I am inspired by my travels which is why this past covid year has been tough for me creatively. The scent profiles I’m working on now are actually from the two limited trips I’ve taken—the only two times I’ve traveled this past year which is not usual for me. I’m usually traveling at least a week a month. I don’t do mood boards, but I do love writing notes. I’m a writer at heart! I love writing and rewriting a dreamy, inspiration paragraph to my perfumers as the starting point and then see where they take it from there.
Can you tell us about your experience creating a brand and share any advice for a young entrepreneur?

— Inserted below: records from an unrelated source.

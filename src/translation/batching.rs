/*!
 * Size-bounded batch construction.
 *
 * Packs an ordered fragment list into batches whose delimiter-joined payload
 * stays inside a character budget, without reordering, duplicating or
 * dropping a fragment.
 */

use log::{debug, error};

use crate::markup_processor::Fragment;

/// A size-bounded group of fragments sent to the backend as one request.
#[derive(Debug, Clone, PartialEq)]
pub struct Batch {
    /// Member fragments in document order
    pub fragments: Vec<Fragment>,

    /// Delimiter-joined request payload
    pub text: String,
}

impl Batch {
    /// Number of fragments in this batch
    pub fn len(&self) -> usize {
        self.fragments.len()
    }

    /// Whether the batch carries no fragments
    pub fn is_empty(&self) -> bool {
        self.fragments.is_empty()
    }
}

/// Greedy single-pass batch packer.
pub struct BatchBuilder {
    /// Character budget per batch payload (Unicode scalars, not bytes)
    char_budget: usize,

    /// Join delimiter, boundary padding included
    delimiter: String,
}

impl BatchBuilder {
    /// Create a builder for the given budget and delimiter
    pub fn new(char_budget: usize, delimiter: impl Into<String>) -> Self {
        Self {
            char_budget,
            delimiter: delimiter.into(),
        }
    }

    /// Pack fragments into batches.
    ///
    /// Batches partition the input: every fragment lands in exactly one batch
    /// and order is preserved. A fragment longer than the whole budget still
    /// gets a batch of its own rather than being dropped.
    pub fn build(&self, fragments: Vec<Fragment>) -> Vec<Batch> {
        if fragments.is_empty() {
            return Vec::new();
        }

        let total = fragments.len();
        let delimiter_chars = self.delimiter.chars().count();

        let mut batches = Vec::new();
        let mut members: Vec<Fragment> = Vec::new();
        let mut payload = String::new();
        let mut payload_chars = 0usize;

        for fragment in fragments {
            let fragment_chars = fragment.text.chars().count();

            if !members.is_empty()
                && payload_chars + fragment_chars + delimiter_chars > self.char_budget
            {
                batches.push(Batch {
                    fragments: std::mem::take(&mut members),
                    text: std::mem::take(&mut payload),
                });
                payload_chars = 0;
            }

            if !members.is_empty() {
                payload.push_str(&self.delimiter);
                payload_chars += delimiter_chars;
            }
            payload.push_str(&fragment.text);
            payload_chars += fragment_chars;
            members.push(fragment);
        }

        if !members.is_empty() {
            batches.push(Batch {
                fragments: members,
                text: payload,
            });
        }

        // Guard against accidental fragment loss, mirroring the count taken
        // before packing
        let packed: usize = batches.iter().map(|batch| batch.len()).sum();
        if packed != total {
            error!(
                "CRITICAL ERROR: Lost fragments during batching! Original: {}, After batching: {}",
                total, packed
            );
        } else {
            debug!("Packed {} fragments into {} batches", total, batches.len());
        }

        batches
    }
}
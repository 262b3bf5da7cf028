use std::collections::HashMap;
use std::fmt;

use crate::errors::DocumentError;

// @module: Markup tree model, fragment collection and reinsertion

/// One node of a parsed markup document.
///
/// `Raw` carries comments, doctype declarations and other content that must
/// round-trip verbatim but never yields translatable text.
#[derive(Debug, Clone, PartialEq)]
pub enum MarkupNode {
    /// An element with its attributes and ordered children
    Element {
        /// Tag name
        name: String,
        /// Attributes in source order
        attrs: Vec<(String, String)>,
        /// Child nodes in document order
        children: Vec<MarkupNode>,
    },

    /// A text leaf
    Text(String),

    /// Verbatim pass-through content (comments, doctype, processing instructions)
    Raw(String),
}

impl MarkupNode {
    /// Shorthand for an element without attributes
    pub fn element(name: impl Into<String>, children: Vec<MarkupNode>) -> Self {
        Self::Element {
            name: name.into(),
            attrs: Vec::new(),
            children,
        }
    }

    /// Shorthand for a text leaf
    pub fn text(value: impl Into<String>) -> Self {
        Self::Text(value.into())
    }
}

/// One contiguous run of human-readable text, addressed by its leaf ordinal.
///
/// `leaf_index` counts every text leaf in depth-first document order, blank
/// ones included, so the address stays valid no matter which leaves were
/// selected for translation.
#[derive(Debug, Clone, PartialEq)]
pub struct Fragment {
    /// Ordinal of the text leaf within the document
    pub leaf_index: usize,

    /// Leaf text at collection time
    pub text: String,
}

/// A parsed markup document tree.
#[derive(Debug, Clone, PartialEq)]
pub struct MarkupDocument {
    /// Root node
    pub root: MarkupNode,
}

impl MarkupDocument {
    /// Create a document from its root node
    pub fn new(root: MarkupNode) -> Self {
        Self { root }
    }

    /// Collect the translatable fragments of this document in document order.
    ///
    /// A leaf qualifies when its trimmed content is non-empty; whitespace-only
    /// leaves keep their ordinal but are never translated.
    pub fn collect_fragments(&self) -> Vec<Fragment> {
        let mut fragments = Vec::new();
        let mut next_leaf = 0usize;
        collect_into(&self.root, &mut next_leaf, &mut fragments);
        fragments
    }

    /// Text of the leaf at the given ordinal, if it exists
    pub fn text_leaf(&self, leaf_index: usize) -> Option<&str> {
        let mut next_leaf = 0usize;
        find_leaf(&self.root, leaf_index, &mut next_leaf)
    }

    /// Replace the text of one leaf
    pub fn set_text_leaf(&mut self, leaf_index: usize, text: String) -> Result<(), DocumentError> {
        let mut replacements = HashMap::new();
        replacements.insert(leaf_index, text);
        let replaced = self.replace_text_leaves(&replacements);
        if replaced == 1 {
            Ok(())
        } else {
            Err(DocumentError::LeafOutOfRange(leaf_index))
        }
    }

    /// Replace several leaves in one depth-first pass.
    ///
    /// Returns how many replacements were applied; indices past the last leaf
    /// are ignored.
    pub fn replace_text_leaves(&mut self, replacements: &HashMap<usize, String>) -> usize {
        let mut next_leaf = 0usize;
        let mut applied = 0usize;
        replace_into(&mut self.root, replacements, &mut next_leaf, &mut applied);
        applied
    }
}

impl fmt::Display for MarkupDocument {
    fn fmt(&self, f: &mut fmt::Formatter) -> fmt::Result {
        let fragments = self.collect_fragments();
        writeln!(f, "Markup Document")?;
        writeln!(f, "Translatable fragments: {}", fragments.len())
    }
}

fn collect_into(node: &MarkupNode, next_leaf: &mut usize, out: &mut Vec<Fragment>) {
    match node {
        MarkupNode::Text(text) => {
            if !text.trim().is_empty() {
                out.push(Fragment {
                    leaf_index: *next_leaf,
                    text: text.clone(),
                });
            }
            *next_leaf += 1;
        }
        MarkupNode::Element { children, .. } => {
            for child in children {
                collect_into(child, next_leaf, out);
            }
        }
        MarkupNode::Raw(_) => {}
    }
}

fn find_leaf<'a>(node: &'a MarkupNode, wanted: usize, next_leaf: &mut usize) -> Option<&'a str> {
    match node {
        MarkupNode::Text(text) => {
            let current = *next_leaf;
            *next_leaf += 1;
            if current == wanted {
                Some(text.as_str())
            } else {
                None
            }
        }
        MarkupNode::Element { children, .. } => {
            for child in children {
                if let Some(found) = find_leaf(child, wanted, next_leaf) {
                    return Some(found);
                }
            }
            None
        }
        MarkupNode::Raw(_) => None,
    }
}

fn replace_into(
    node: &mut MarkupNode,
    replacements: &HashMap<usize, String>,
    next_leaf: &mut usize,
    applied: &mut usize,
) {
    match node {
        MarkupNode::Text(text) => {
            if let Some(replacement) = replacements.get(next_leaf) {
                *text = replacement.clone();
                *applied += 1;
            }
            *next_leaf += 1;
        }
        MarkupNode::Element { children, .. } => {
            for child in children {
                replace_into(child, replacements, next_leaf, applied);
            }
        }
        MarkupNode::Raw(_) => {}
    }
}

/// Parse/serialize seam to the concrete markup implementation.
///
/// Implementations own byte decoding, entity escaping and output formatting;
/// the pipeline only manipulates the tree in between.
pub trait MarkupCodec: Send + Sync {
    /// Parse resource bytes into a tree
    fn parse(&self, bytes: &[u8], encoding: &str) -> Result<MarkupDocument, DocumentError>;

    /// Serialize a tree back to bytes
    fn serialize(&self, document: &MarkupDocument) -> Result<Vec<u8>, DocumentError>;
}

The advice I would share is don’t quit. Have a vision, execute it, and then don’t quit. There are so many ups and downs when starting and running a brand and it’s sometimes tough to see the macro vision. I think it’s best then to just get in the weeds and do the work and keep going. lt makes it all feel less overwhelming and manageable.
Why is fragrance such a great Valentine’s Gift? Can you share any insight on how to choose a scent for a loved one?
I love the idea of choosing scent for yourself for Valentine’s Day actually. I find that fragrance marketing historically has always been about attracting others, but this past year I’ve been doing a lot of work on myself mentally, and I ask the question: what about self-love? I think an incredible gift for yourself is buying/wearing a fragrance that you personally can’t get enough of. I think from there, you have so much you can get from that—because what’s more attractive than someone who knows and cares for and is confident about themself?